- John Lennon convinced Paul McCartney to write a French-flavored song for The Beatles.
- The song won a Grammy in favor of a famous Frank Sinatra song.
- Sinatra’s song was a hit in the United States while The Beatles’ was not.
Paul McCartney started writing a Beatles song at parties where he tried to dress in a French style.partygoer. John Lennon encouraged him to finish the track. Subsequently, Frank Sinatra lost a Grammy to the song.
Paul McCartney started writing a Beatles song while trying to seem French
During a 2018 interview with 60 Minutes, Paul discussed the origin of The Beatles’ “Michelle.” “I had lots of these little things going, a lot of which were unfinished and didn’t have any words, it was just a little thing,” he recalled. “I just knew the chords and knew the melody and everything. And the song ‘Michelle’ … Which was just, really just me at parties … Mainly at art school parties. John went to art school.

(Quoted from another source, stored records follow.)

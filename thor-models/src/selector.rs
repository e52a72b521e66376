//! Budget-aware model selection.
//!
//! [`ModelSelector`] maps a task classification and the day's spend onto a
//! model from the [`ModelCatalog`]. It never records usage; that belongs to
//! the cost ledger.

use std::fmt;
use std::str::FromStr;

use serde::{Deserialize, Serialize};
use tracing::warn;

use crate::catalog::ModelCatalog;
use crate::types::ModelInfo;
use crate::{Error, Result};

/// Classification of a task for model routing.
#[derive(Debug, Clone, Copy, PartialEq, Eq, Hash, Serialize, Deserialize)]
#[serde(rename_all = "snake_case")]
pub enum TaskClass {
    Architecture,
    SecurityAudit,
    ComplexAnalysis,
    SimpleQuery,
    QuickAnswer,
    General,
}

impl TaskClass {
    /// Parse a classification string. Unrecognised strings are `General`.
    pub fn parse(s: &str) -> Self {
        match s.trim().to_ascii_lowercase().as_str() {
            "architecture" => TaskClass::Architecture,
            "security_audit" => TaskClass::SecurityAudit,
            "complex_analysis" => TaskClass::ComplexAnalysis,
            "simple_query" => TaskClass::SimpleQuery,
            "quick_answer" | "quick_response" => TaskClass::QuickAnswer,
            _ => TaskClass::General,
        }
    }

    pub fn as_str(&self) -> &'static str {
        match self {
            TaskClass::Architecture => "architecture",
            TaskClass::SecurityAudit => "security_audit",
            TaskClass::ComplexAnalysis => "complex_analysis",
            TaskClass::SimpleQuery => "simple_query",
            TaskClass::QuickAnswer => "quick_answer",
            TaskClass::General => "general",
        }
    }

    fn wants_capability(&self) -> bool {
        matches!(
            self,
            TaskClass::Architecture | TaskClass::SecurityAudit | TaskClass::ComplexAnalysis
        )
    }

    fn wants_speed(&self) -> bool {
        matches!(self, TaskClass::SimpleQuery | TaskClass::QuickAnswer)
    }
}

impl FromStr for TaskClass {
    type Err = std::convert::Infallible;

    fn from_str(s: &str) -> std::result::Result<Self, Self::Err> {
        Ok(TaskClass::parse(s))
    }
}

impl fmt::Display for TaskClass {
    fn fmt(&self, f: &mut fmt::Formatter<'_>) -> fmt::Result {
        f.write_str(self.as_str())
    }
}

/// Chooses models from a catalog and prices token usage.
#[derive(Debug, Clone)]
pub struct ModelSelector {
    catalog: ModelCatalog,
}

impl ModelSelector {
    /// Create a selector. The catalog must contain at least one model.
    pub fn new(catalog: ModelCatalog) -> Result<Self> {
        if catalog.is_empty() {
            return Err(Error::EmptyCatalog);
        }
        Ok(Self { catalog })
    }

    pub fn catalog(&self) -> &ModelCatalog {
        &self.catalog
    }

    /// Pick the model for a task.
    ///
    /// Once the day's spend reaches the budget the cheapest model wins no
    /// matter what the task asks for. Otherwise capability-heavy classes get
    /// the most capable model, quick classes get the cheapest, and everything
    /// else gets the balanced default.
    pub fn choose(&self, class: TaskClass, daily_cost: f64, daily_budget: f64) -> &ModelInfo {
        let pick = if daily_cost >= daily_budget {
            warn!(
                daily_cost,
                daily_budget,
                class = %class,
                "daily budget reached, using cheapest model"
            );
            self.catalog.cheapest()
        } else if class.wants_capability() {
            self.catalog.most_capable()
        } else if class.wants_speed() {
            self.catalog.cheapest()
        } else {
            self.catalog.balanced()
        };
        // The constructor rejects empty catalogs, so every pick is Some.
        match pick {
            Some(info) => info,
            None => &self.catalog.models()[0],
        }
    }

    /// API model name for a classification string.
    pub fn choose_model(&self, classification: &str, daily_cost: f64, daily_budget: f64) -> &str {
        &self
            .choose(TaskClass::parse(classification), daily_cost, daily_budget)
            .name
    }

    /// Estimated cost of a call: `(input + output) * rate / 1000`.
    pub fn estimate_cost(&self, input_tokens: u64, output_tokens: u64, model: &str) -> Result<f64> {
        let rate = self.catalog.rate(model)?;
        Ok((input_tokens + output_tokens) as f64 * rate / 1000.0)
    }
}

impl Default for ModelSelector {
    fn default() -> Self {
        Self {
            catalog: ModelCatalog::with_defaults(),
        }
    }
}
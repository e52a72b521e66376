//! Cost and conversation bookkeeping

use std::collections::{BTreeMap, HashMap, VecDeque};
use std::sync::Arc;

use chrono::Duration;
use serde::{Deserialize, Serialize};
use tokio::sync::{Mutex, RwLock};
use tracing::{debug, info, instrument};

use super::clock::Clock;
use super::error::LedgerError;
use super::store::LedgerStore;
use super::types::{
    Artifact, ConversationMessage, DailyUsage, MessageFilter, MessageRole, UsageRecord,
    UsageTotals, render_markdown,
};

/// Retention settings for the in-memory view
#[derive(Debug, Clone, PartialEq, Serialize, Deserialize)]
pub struct LedgerConfig {
    /// Messages kept per session in memory
    pub conversation_limit: usize,
    /// How far back `Ledger::open` reloads messages
    pub warm_days: i64,
}

impl Default for LedgerConfig {
    fn default() -> Self {
        Self {
            conversation_limit: 50,
            warm_days: 7,
        }
    }
}

#[derive(Debug)]
struct Totals {
    daily: DailyUsage,
    lifetime: UsageTotals,
    per_model: BTreeMap<String, UsageTotals>,
}

/// Running spend plus a bounded view of each conversation.
///
/// Lifetime totals only grow. Daily figures roll over to zero the first
/// time they are touched on a new calendar day.
pub struct Ledger {
    store: Arc<dyn LedgerStore>,
    clock: Arc<dyn Clock>,
    config: LedgerConfig,
    totals: Mutex<Totals>,
    conversations: RwLock<HashMap<String, VecDeque<ConversationMessage>>>,
}

impl Ledger {
    /// Build a ledger, warming its view from the store.
    pub fn open(
        store: Arc<dyn LedgerStore>,
        config: LedgerConfig,
        clock: Arc<dyn Clock>,
    ) -> Result<Self, LedgerError> {
        let now = clock.now();
        let daily = store
            .load_daily()?
            .unwrap_or_else(|| DailyUsage::empty(clock.today()));
        let summary = store.usage_summary()?;

        let since = now - Duration::days(config.warm_days);
        let mut conversations: HashMap<String, VecDeque<ConversationMessage>> = HashMap::new();
        for message in store.query(&MessageFilter::default().since(since))? {
            let view = conversations.entry(message.session_id.clone()).or_default();
            view.push_back(message);
            if view.len() > config.conversation_limit {
                view.pop_front();
            }
        }

        info!(
            sessions = conversations.len(),
            daily_cost = daily.cost,
            lifetime_cost = summary.lifetime.cost,
            "ledger opened"
        );

        Ok(Self {
            store,
            clock,
            config,
            totals: Mutex::new(Totals {
                daily,
                lifetime: summary.lifetime,
                per_model: summary.per_model,
            }),
            conversations: RwLock::new(conversations),
        })
    }

    pub fn config(&self) -> &LedgerConfig {
        &self.config
    }

    /// Add a billed call to the daily and lifetime totals.
    ///
    /// Returns the daily figures after the update.
    #[instrument(skip(self), level = "debug")]
    pub async fn record_usage(&self, model: &str, cost: f64) -> Result<DailyUsage, LedgerError> {
        if !cost.is_finite() || cost < 0.0 {
            return Err(LedgerError::InvalidCost(cost));
        }
        let now = self.clock.now();
        let today = now.date_naive();

        let record = UsageRecord {
            model: model.to_string(),
            cost,
            recorded_at: now,
        };

        let mut totals = self.totals.lock().await;
        let mut daily = if totals.daily.date == today {
            totals.daily.clone()
        } else {
            DailyUsage::empty(today)
        };
        daily.cost += cost;
        daily.request_count += 1;

        // Totals change only once the store has accepted both rows
        let persisted = daily.clone();
        self.with_store(move |store| store.record_usage(&record, &persisted))
            .await?;

        totals.daily = daily.clone();
        totals.lifetime.add(cost);
        totals
            .per_model
            .entry(model.to_string())
            .or_default()
            .add(cost);
        debug!(daily_cost = daily.cost, "usage recorded");
        Ok(daily)
    }

    /// Today's figures, resetting and persisting zeros on a new day.
    pub async fn daily_snapshot(&self) -> Result<DailyUsage, LedgerError> {
        let today = self.clock.today();
        let mut totals = self.totals.lock().await;
        if totals.daily.date != today {
            let fresh = DailyUsage::empty(today);
            let persisted = fresh.clone();
            self.with_store(move |store| store.save_daily(&persisted))
                .await?;
            info!(previous = %totals.daily.date, cost = totals.daily.cost, "daily spend rolled over");
            totals.daily = fresh;
        }
        Ok(totals.daily.clone())
    }

    /// Today's figures without touching the store
    pub async fn peek_daily(&self) -> DailyUsage {
        let today = self.clock.today();
        let totals = self.totals.lock().await;
        if totals.daily.date == today {
            totals.daily.clone()
        } else {
            DailyUsage::empty(today)
        }
    }

    pub async fn lifetime(&self) -> UsageTotals {
        self.totals.lock().await.lifetime.clone()
    }

    pub async fn model_usage(&self) -> BTreeMap<String, UsageTotals> {
        self.totals.lock().await.per_model.clone()
    }

    /// Budget left today, never below zero
    pub async fn budget_remaining(&self, daily_budget: f64) -> f64 {
        (daily_budget - self.peek_daily().await.cost).max(0.0)
    }

    /// Append a message to a session.
    ///
    /// The store keeps everything; the in-memory view drops its oldest
    /// entries past `conversation_limit`.
    pub async fn append_message(
        &self,
        session_id: &str,
        role: MessageRole,
        content: &str,
    ) -> Result<ConversationMessage, LedgerError> {
        let mut message = ConversationMessage {
            id: 0,
            session_id: session_id.to_string(),
            role,
            content: content.to_string(),
            created_at: self.clock.now(),
        };
        // Held across the write so the view stays in id order
        let mut conversations = self.conversations.write().await;
        let stored = message.clone();
        message.id = self.with_store(move |store| store.append(&stored)).await?;

        let view = conversations.entry(session_id.to_string()).or_default();
        view.push_back(message.clone());
        while view.len() > self.config.conversation_limit {
            view.pop_front();
        }
        Ok(message)
    }

    /// The retained messages of a session, oldest first
    pub async fn history(&self, session_id: &str) -> Vec<ConversationMessage> {
        self.conversations
            .read()
            .await
            .get(session_id)
            .map(|view| view.iter().cloned().collect())
            .unwrap_or_default()
    }

    /// Ids of sessions with retained messages, sorted
    pub async fn sessions(&self) -> Vec<String> {
        let mut ids: Vec<_> = self.conversations.read().await.keys().cloned().collect();
        ids.sort();
        ids
    }

    pub async fn export_markdown(&self, session_id: &str) -> String {
        render_markdown(session_id, &self.history(session_id).await)
    }

    /// Save or replace a named artifact
    pub fn save_artifact(
        &self,
        name: &str,
        content: &str,
        category: &str,
    ) -> Result<(), LedgerError> {
        let now = self.clock.now();
        self.store.save_artifact(&Artifact {
            name: name.to_string(),
            content: content.to_string(),
            category: category.to_string(),
            created_at: now,
            updated_at: now,
            access_count: 0,
        })
    }

    pub fn get_artifact(&self, name: &str) -> Result<Option<Artifact>, LedgerError> {
        self.store.load_artifact(name)
    }

    /// Run a store call on the blocking pool
    async fn with_store<T, F>(&self, f: F) -> Result<T, LedgerError>
    where
        T: Send + 'static,
        F: FnOnce(&dyn LedgerStore) -> Result<T, LedgerError> + Send + 'static,
    {
        let store = self.store.clone();
        tokio::task::spawn_blocking(move || f(store.as_ref())).await?
    }
}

“So me and George [Harrison] were like the young kids who were kind of, y’know, crashing the party,” he added. “John would say ‘Come on, alright.’ So we wore roll neck sweaters to try to look very French. And I’d often take the guitar and sit in the corner and [started humming].” Paul hoped girls at these parties would think he was French.
Paul remembered how he finished “Michelle.” “Years later, John did say, ‘Remember that crazy little French thing you had — you should finish that!'” Paul recalled. That’s when Paul added lyrics to “Michelle.”
How The Beatles and Frank Sinatra both won at 1 Grammy ceremony
“Michelle” was nominated for the 1967 Grammy Award for Song of the Year. It was up against Sinatra’s “Strangers in the Night,” Richard Kiley’s “The Impossible Dream,” Ray Conniff’s “Somewhere, My Love,” and “Born Free,” a song written by John Barry and Don Black. “Michelle” won the award.
Sinatra didn’t go home empty-handed that night. His album A Man and His Music and The Beatles’ Revolver were nominated for the Grammy Award for Album of the Year. The former won.
The way the world reacted to The Beatles’ ‘Michelle’ and Frank Sinatra’s ‘Strangers in the Night’
The Beatles did not release “Michelle” as a single in the U.S., so the song did not chart on the Billboard Hot 100. “Michelle” appeared on The Beatles’ Rubber Soul. Rubber Soul was No. 1 for six of its 70 weeks on the Billboard 200.
Meanwhile, “Strangers in the Night” became a bona fide hit. It peaked at No. 1 for one of its 15 weeks on the Billboard Hot 100. The song appeared on the album of the same name. Strangers in the Night became Sinatra’s only No. 1 hit on the Billboard 200, being No. 1 for one of its 73 weeks on the chart.
“Michelle” and “Strangers in the Night” are both classic 1960s ballads — even if only one of them topped the chart in the U.S.